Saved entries
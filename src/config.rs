use crate::world::WorldError;
use serde_derive::Deserialize;

/// Streaming and meshing tunables, consumed from the host application.
#[derive(Clone, Debug, PartialEq, Deserialize)]
#[serde(default, rename_all = "snake_case")]
pub struct WorldConfig {
    /// Number of visible chunks around an observer; one render LOD step per
    /// multiple of this distance.
    pub visible_radius: u32,
    /// Chebyshev radius, in sections, inside which section files are loaded.
    pub section_load_radius: u32,
    /// Seconds a section must stay out of range before it is unloaded.
    pub chunk_remove_delay: f32,
    /// When false, all meshing runs inline on the world thread.
    pub parallel_chunk_build: bool,
    /// Meshing passes allowed per `update` call.
    pub max_chunks_per_frame: u32,
    /// Section loads/generations allowed per `update` call.
    pub max_sections_per_frame: u32,
    /// When false the mesher ignores per-face light and writes the maximum
    /// level everywhere.
    pub use_lightmaps: bool,
}

impl Default for WorldConfig {
    fn default() -> Self {
        Self {
            visible_radius: 10,
            section_load_radius: 4,
            chunk_remove_delay: 10.0,
            parallel_chunk_build: true,
            max_chunks_per_frame: 100,
            max_sections_per_frame: 1,
            use_lightmaps: false,
        }
    }
}

impl WorldConfig {
    pub fn validate(&self) -> Result<(), WorldError> {
        if self.visible_radius < 1 {
            return Err(WorldError::MismatchedConfig(
                "visible_radius must be at least 1".into(),
            ));
        }
        if self.section_load_radius < 1 {
            return Err(WorldError::MismatchedConfig(
                "section_load_radius must be at least 1".into(),
            ));
        }
        if !(self.chunk_remove_delay >= 0.0) {
            return Err(WorldError::MismatchedConfig(
                "chunk_remove_delay must be non-negative".into(),
            ));
        }
        if self.max_chunks_per_frame < 1 || self.max_sections_per_frame < 1 {
            return Err(WorldError::MismatchedConfig(
                "per-frame budgets must be at least 1".into(),
            ));
        }
        Ok(())
    }
}

/// Grid parameters fixed at world creation.
#[derive(Copy, Clone, Debug, Eq, PartialEq)]
pub struct GridParams {
    pub chunk_size: u32,
    pub section_size: u32,
    pub lod_levels: u32,
}

impl GridParams {
    pub fn validate(&self) -> Result<(), WorldError> {
        if !self.chunk_size.is_power_of_two() || !(8..=64).contains(&self.chunk_size) {
            return Err(WorldError::MismatchedConfig(format!(
                "chunk size {} must be a power of two in [8, 64]",
                self.chunk_size
            )));
        }
        if self.section_size < 1 {
            return Err(WorldError::MismatchedConfig(
                "section size must be at least 1".into(),
            ));
        }
        if !(1..=crate::world::chunk::MAX_LOD_LEVELS as u32).contains(&self.lod_levels) {
            return Err(WorldError::MismatchedConfig(format!(
                "lod count {} out of range",
                self.lod_levels
            )));
        }
        if self.chunk_size >> (self.lod_levels - 1) < 2 {
            return Err(WorldError::MismatchedConfig(format!(
                "chunk size {} too small for {} lod levels",
                self.chunk_size, self.lod_levels
            )));
        }
        Ok(())
    }
}

#[cfg(test)]
mod tests {
    use super::*;

    #[test]
    fn default_config_is_valid() {
        WorldConfig::default().validate().unwrap();
    }

    #[test]
    fn zero_radius_is_rejected() {
        let config = WorldConfig {
            visible_radius: 0,
            ..Default::default()
        };
        assert!(config.validate().is_err());
    }

    #[test]
    fn grid_rejects_non_power_of_two() {
        let grid = GridParams {
            chunk_size: 24,
            section_size: 4,
            lod_levels: 2,
        };
        assert!(grid.validate().is_err());
    }

    #[test]
    fn grid_rejects_out_of_range_sizes() {
        for chunk_size in [4, 128] {
            let grid = GridParams {
                chunk_size,
                section_size: 4,
                lod_levels: 1,
            };
            assert!(grid.validate().is_err());
        }
    }

    #[test]
    fn grid_rejects_excessive_lod_count() {
        let grid = GridParams {
            chunk_size: 8,
            section_size: 4,
            lod_levels: 4,
        };
        assert!(grid.validate().is_err());
    }

    #[test]
    fn grid_accepts_reference_shape() {
        GridParams {
            chunk_size: 16,
            section_size: 4,
            lod_levels: 3,
        }
        .validate()
        .unwrap();
    }

    #[test]
    fn config_parses_from_json() {
        let config: WorldConfig = serde_json::from_str(
            r#"{ "visible_radius": 6, "use_lightmaps": true }"#,
        )
        .unwrap();
        assert_eq!(config.visible_radius, 6);
        assert!(config.use_lightmaps);
        assert_eq!(config.max_sections_per_frame, 1);
    }
}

(Task goal): Transcribe, in full, each record that appears above.

(Response to the exercise):
filename src/config.rs
use crate::world::WorldError;
use serde_derive::Deserialize;

/// Streaming and meshing tunables, consumed from the host application.
#[derive(Clone, Debug, PartialEq, Deserialize)]
#[serde(default, rename_all = "snake_case")]
pub struct WorldConfig {
    /// Number of visible chunks around an observer; one render LOD step per
    /// multiple of this distance.
    pub visible_radius: u32,
    /// Chebyshev radius, in sections, inside which section files are loaded.
    pub section_load_radius: u32,
    /// Seconds a section must stay out of range before it is unloaded.
    pub chunk_remove_delay: f32,
    /// When false, all meshing runs inline on the world thread.
    pub parallel_chunk_build: bool,
    /// Meshing passes allowed per `update` call.
    pub max_chunks_per_frame: u32,
    /// Section loads/generations allowed per `update` call.
    pub max_sections_per_frame: u32,
    /// When false the mesher ignores per-face light and writes the maximum
    /// level everywhere.
    pub use_lightmaps: bool,
}

impl Default for WorldConfig {
    fn default() -> Self {
        Self {
            visible_radius: 10,
            section_load_radius: 4,
            chunk_remove_delay: 10.0,
            parallel_chunk_build: true,
            max_chunks_per_frame: 100,
            max_sections_per_frame: 1,
            use_lightmaps: false,
        }
    }
}

impl WorldConfig {
    pub fn validate(&self) -> Result<(), WorldError> {
        if self.visible_radius < 1 {
            return Err(WorldError::MismatchedConfig(
                "visible_radius must be at least 1".into(),
            ));
        }
        if self.section_load_radius < 1 {
            return Err(WorldError::MismatchedConfig(
                "section_load_radius must be at least 1".into(),
            ));
        }
        if !(self.chunk_remove_delay >= 0.0) {
            return Err(WorldError::MismatchedConfig(
                "chunk_remove_delay must be non-negative".into(),
            ));
        }
        if self.max_chunks_per_frame < 1 || self.max_sections_per_frame < 1 {
            return Err(WorldError::MismatchedConfig(
                "per-frame budgets must be at least 1".into(),
            ));
        }
        Ok(())
    }
}

/// Grid parameters fixed at world creation.
#[derive(Copy, Clone, Debug, Eq, PartialEq)]
pub struct GridParams {
    pub chunk_size: u32,
    pub section_size: u32,
    pub lod_levels: u32,
}

impl GridParams {
    pub fn validate(&self) -> Result<(), WorldError> {
        if !self.chunk_size.is_power_of_two() || !(8..=64).contains(&self.chunk_size) {
            return Err(WorldError::MismatchedConfig(format!(
                "chunk size {} must be a power of two in [8, 64]",
                self.chunk_size
            )));
        }
        if self.section_size < 1 {
            return Err(WorldError::MismatchedConfig(
                "section size must be at least 1".into(),
            ));
        }
        if !(1..=crate::world::chunk::MAX_LOD_LEVELS as u32).contains(&self.lod_levels) {
            return Err(WorldError::MismatchedConfig(format!(
                "lod count {} out of range",
                self.lod_levels
            )));
        }
        if self.chunk_size >> (self.lod_levels - 1) < 2 {
            return Err(WorldError::MismatchedConfig(format!(
                "chunk size {} too small for {} lod levels",
                self.chunk_size, self.lod_levels
            )));
        }
        Ok(())
    }
}

#[cfg(test)]
mod tests {
    use super::*;

    #[test]
    fn default_config_is_valid() {
        WorldConfig::default().validate().unwrap();
    }

    #[test]
    fn zero_radius_is_rejected() {
        let config = WorldConfig {
            visible_radius: 0,
            ..Default::default()
        };
        assert!(config.validate().is_err());
    }

    #[test]
    fn grid_rejects_non_power_of_two() {
        let grid = GridParams {
            chunk_size: 24,
            section_size: 4,
            lod_levels: 2,
        };
        assert!(grid.validate().is_err());
    }

    #[test]
    fn grid_rejects_out_of_range_sizes() {
        for chunk_size in [4, 128] {
            let grid = GridParams {
                chunk_size,
                section_size: 4,
                lod_levels: 1,
            };
            assert!(grid.validate().is_err());
        }
    }

    #[test]
    fn grid_rejects_excessive_lod_count() {
        let grid = GridParams {
            chunk_size: 8,
            section_size: 4,
            lod_levels: 4,
        };
        assert!(grid.validate().is_err());
    }

    #[test]
    fn grid_accepts_reference_shape() {
        GridParams {
            chunk_size: 16,
            section_size: 4,
            lod_levels: 3,
        }
        .validate()
        .unwrap();
    }

    #[test]
    fn config_parses_from_json() {
        let config: WorldConfig = serde_json::from_str(
            r#"{ "visible_radius": 6, "use_lightmaps": true }"#,
        )
        .unwrap();
        assert_eq!(config.visible_radius, 6);
        assert!(config.use_lightmaps);
        assert_eq!(config.max_sections_per_frame, 1);
    }
}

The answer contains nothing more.